The poet, the artistic genius, is “him”-self (or perhaps “it”-self) a machine receiving impressions from the beyond. This is why the immoral behavior or untoward political attitudes of geniuses are never sufficient to invalidate their achievement, and, paradoxically, also why artists should never regard their gift as special dispensation to behave vilely. You qua you are not the point: you only have make space for the wind to blow through you, “to stand in front of the public and God and obliterate yourself,” as Lydia Tár rightly tells the students at Juilliard, despite her own ironic misbelief that her talent exempts her from professional ethics or common decency.

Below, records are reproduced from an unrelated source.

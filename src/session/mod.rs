use crate::config::ClientConfig;
use crate::description::SessionDescription;
use crate::error::{Error, Result};
use crate::exchange::{HttpExchange, OfferExchange};
use crate::media::sink::MediaSinks;
use crate::media::{CaptureTrack, MediaCapture, MediaStream, RemoteTrack};
use crate::negotiation::Negotiator;
use crate::notify::{LogNotifier, Notifier};
use crate::selection::{SelectionSource, TransformSelection};
use crate::transport::{PeerConnectionFactory, PeerTransport, TransportFactory};
use log::{debug, info, warn};
use std::collections::HashMap;
use std::fmt;
use std::sync::Arc;
use tokio::sync::watch;
use tokio::task::JoinHandle;

/// Lifecycle of the session owned by a SessionManager
#[derive(Default, Debug, Copy, Clone, PartialEq, Eq)]
pub enum SessionState {
    #[default]
    Idle,
    Starting,
    Negotiating,
    Active,
    Stopping,
}

impl fmt::Display for SessionState {
    fn fmt(&self, f: &mut fmt::Formatter<'_>) -> fmt::Result {
        let s = match *self {
            SessionState::Idle => "idle",
            SessionState::Starting => "starting",
            SessionState::Negotiating => "negotiating",
            SessionState::Active => "active",
            SessionState::Stopping => "stopping",
        };
        write!(f, "{s}")
    }
}

struct Session {
    transport: Arc<dyn PeerTransport>,
    tracks: HashMap<String, CaptureTrack>,
    remote: Option<SessionDescription>,
}

impl Session {
    fn new(transport: Arc<dyn PeerTransport>, stream: &MediaStream) -> Self {
        let tracks = stream
            .tracks()
            .iter()
            .map(|track| (track.id().to_owned(), track.clone()))
            .collect();
        Self {
            transport,
            tracks,
            remote: None,
        }
    }
}

/// SessionManager owns at most one session handle at a time.
///
/// `start` needs `&mut self`, so a second negotiation can't be started while one
/// is in flight, and it is rejected while a handle is held: a session, including
/// one whose negotiation failed, must be stopped before the next start.
pub struct SessionManager {
    config: ClientConfig,
    factory: Arc<dyn TransportFactory>,
    capture: Arc<dyn MediaCapture>,
    negotiator: Negotiator,
    sinks: MediaSinks,
    selection: Arc<dyn SelectionSource>,
    notifier: Arc<dyn Notifier>,
    state: Arc<watch::Sender<SessionState>>,
    session: Option<Session>,
}

impl SessionManager {
    /// create a manager negotiating over webrtc-rs peer connections with the
    /// configured HTTP endpoint
    pub fn new(config: ClientConfig, capture: Arc<dyn MediaCapture>) -> Result<Self> {
        let exchange = HttpExchange::new(&config.endpoint)?.with_timeout(config.exchange_timeout);
        let negotiator =
            Negotiator::new(Arc::new(exchange)).with_gathering_timeout(config.gathering_timeout);
        let (state, _) = watch::channel(SessionState::Idle);

        Ok(Self {
            config,
            factory: Arc::new(PeerConnectionFactory),
            capture,
            negotiator,
            sinks: MediaSinks::default(),
            selection: Arc::new(TransformSelection::default()),
            notifier: Arc::new(LogNotifier),
            state: Arc::new(state),
            session: None,
        })
    }

    /// build with provided TransportFactory
    pub fn with_transport_factory(mut self, factory: Arc<dyn TransportFactory>) -> Self {
        self.factory = factory;
        self
    }

    /// build with provided OfferExchange
    pub fn with_exchange(mut self, exchange: Arc<dyn OfferExchange>) -> Self {
        self.negotiator =
            Negotiator::new(exchange).with_gathering_timeout(self.config.gathering_timeout);
        self
    }

    /// build with provided rendering sinks
    pub fn with_sinks(mut self, sinks: MediaSinks) -> Self {
        self.sinks = sinks;
        self
    }

    /// build with provided SelectionSource
    pub fn with_selection(mut self, selection: Arc<dyn SelectionSource>) -> Self {
        self.selection = selection;
        self
    }

    /// build with provided Notifier
    pub fn with_notifier(mut self, notifier: Arc<dyn Notifier>) -> Self {
        self.notifier = notifier;
        self
    }

    pub fn config(&self) -> &ClientConfig {
        &self.config
    }

    pub fn state(&self) -> SessionState {
        *self.state.borrow()
    }

    pub fn subscribe_state(&self) -> watch::Receiver<SessionState> {
        self.state.subscribe()
    }

    pub fn is_active(&self) -> bool {
        self.state() == SessionState::Active
    }

    /// the current session handle, if one is held
    pub fn transport(&self) -> Option<&Arc<dyn PeerTransport>> {
        self.session.as_ref().map(|session| &session.transport)
    }

    pub fn remote_description(&self) -> Option<&SessionDescription> {
        self.session
            .as_ref()
            .and_then(|session| session.remote.as_ref())
    }

    pub async fn local_description(&self) -> Option<SessionDescription> {
        match &self.session {
            Some(session) => session.transport.local_description().await,
            None => None,
        }
    }

    /// Acquires capture, allocates a fresh session handle, attaches every
    /// captured track and negotiates it with the remote endpoint.
    ///
    /// Failures are surfaced once through the notifier and returned. When
    /// negotiation fails the handle stays held until `stop`.
    pub async fn start(&mut self) -> Result<()> {
        if self.session.is_some() {
            return Err(Error::ErrSessionActive);
        }
        self.set_state(SessionState::Starting);
        self.sinks.clear();

        let stream = match self.capture.acquire(&self.config.constraints).await {
            Ok(stream) => stream,
            Err(err) => {
                self.fail(&format!("Could not acquire media: {err}"));
                return Err(err);
            }
        };

        let transport = match self.factory.create(&self.config).await {
            Ok(transport) => transport,
            Err(err) => {
                stream.stop();
                self.fail(&err.to_string());
                return Err(err);
            }
        };

        let sinks = self.sinks.clone();
        transport.on_track(Some(Box::new(move |track: RemoteTrack| sinks.route(track))));

        self.session = Some(Session::new(Arc::clone(&transport), &stream));

        match self.attach_and_negotiate(transport.as_ref(), &stream).await {
            Ok(answer) => {
                if let Some(session) = self.session.as_mut() {
                    session.remote = Some(answer);
                }
                self.set_state(SessionState::Active);
                info!("session active with {} local tracks", stream.tracks().len());
                Ok(())
            }
            Err(err) => {
                self.fail(&err.to_string());
                Err(err)
            }
        }
    }

    async fn attach_and_negotiate(
        &self,
        transport: &dyn PeerTransport,
        stream: &MediaStream,
    ) -> Result<SessionDescription> {
        for track in stream.tracks() {
            transport.add_track(track).await?;
            debug!("attached {} track {}", track.kind(), track.id());
        }

        self.set_state(SessionState::Negotiating);
        let selection = self.selection.current();
        self.negotiator.negotiate(transport, &selection).await
    }

    /// Stops every transceiver and the capture behind every sender, then
    /// releases the session handle after the configured close delay.
    ///
    /// The returned task completes once the handle is closed.
    pub async fn stop(&mut self) -> Result<JoinHandle<()>> {
        let mut session = self.session.take().ok_or(Error::ErrNoSession)?;
        self.set_state(SessionState::Stopping);

        if let Err(err) = session.transport.stop_transceivers().await {
            warn!("stop transceivers: {}", err);
        }

        for id in session.transport.sender_track_ids().await {
            if let Some(track) = session.tracks.remove(&id) {
                debug!("stop {} track {}", track.kind(), id);
                track.stop();
            }
        }
        // tracks that never made it onto a sender
        for track in session.tracks.values() {
            track.stop();
        }

        let close_delay = self.config.close_delay;
        let state = Arc::clone(&self.state);
        let transport = session.transport;
        Ok(tokio::spawn(async move {
            tokio::time::sleep(close_delay).await;
            if let Err(err) = transport.close().await {
                warn!("close session: {}", err);
            }
            state.send_if_modified(|state| {
                if *state == SessionState::Stopping {
                    *state = SessionState::Idle;
                    true
                } else {
                    false
                }
            });
            info!("session released");
        }))
    }

    fn fail(&self, message: &str) {
        self.notifier.notify(message);
        self.set_state(SessionState::Idle);
    }

    fn set_state(&self, next: SessionState) {
        let previous = self.state.send_replace(next);
        if previous != next {
            debug!("session state {} -> {}", previous, next);
        }
    }
}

I don’t intend to suggest with these speculations that magazines should accept spam submissions generated by AI content farms, that writers should use this technology irresponsibly as what amounts to a form of plagiarism, or even that I myself am interested in writing prose with or alongside generative AI (I’ve toyed with image-generating AI but not the writing kind). A belletristic technological naïf, I can’t adjudicate between the rival claims that AI will destroy us all or create a utopia. I also don’t want play the part of the maddeningly blasé progressive who just shrugs and tells you the date when you make an apt objection to current conditions: “It’s 2023, bro, get with the times!”—as if we were meant to bow down like servants before every product of human will (which all technology is), or as if (for example) almost all of Socrates’s complaints about what writing would inflict if it displaced speech weren’t fundamentally correct. Erik Hoel may well be correct when he says we ought, even at the risk of overstatement, to incite social panic about AI before it makes good on its existential threat to humanity (though his advice that we follow the model of museum-vandalizing climate doomers—to my mind, almost entirely unsympathetic figures—doesn’t inspire confidence).
For all the cogency of Socrates’s objection, however, writing, like all technology, has affordances of its own. For one thing, how else would we know about Socrates? The story of humanity’s literary collaboration with technology can be told dystopically as the almost unremitting triumphal march of the machine, dragging captive humans in its wake, and heading smugly toward the end of the world. From another perspective, though, the human medium has proved irrepressible, has never been wholly silenced by its apparently senior partner, the inorganic in all its forms from writing itself to the printing press, the typewriter, and generative AI.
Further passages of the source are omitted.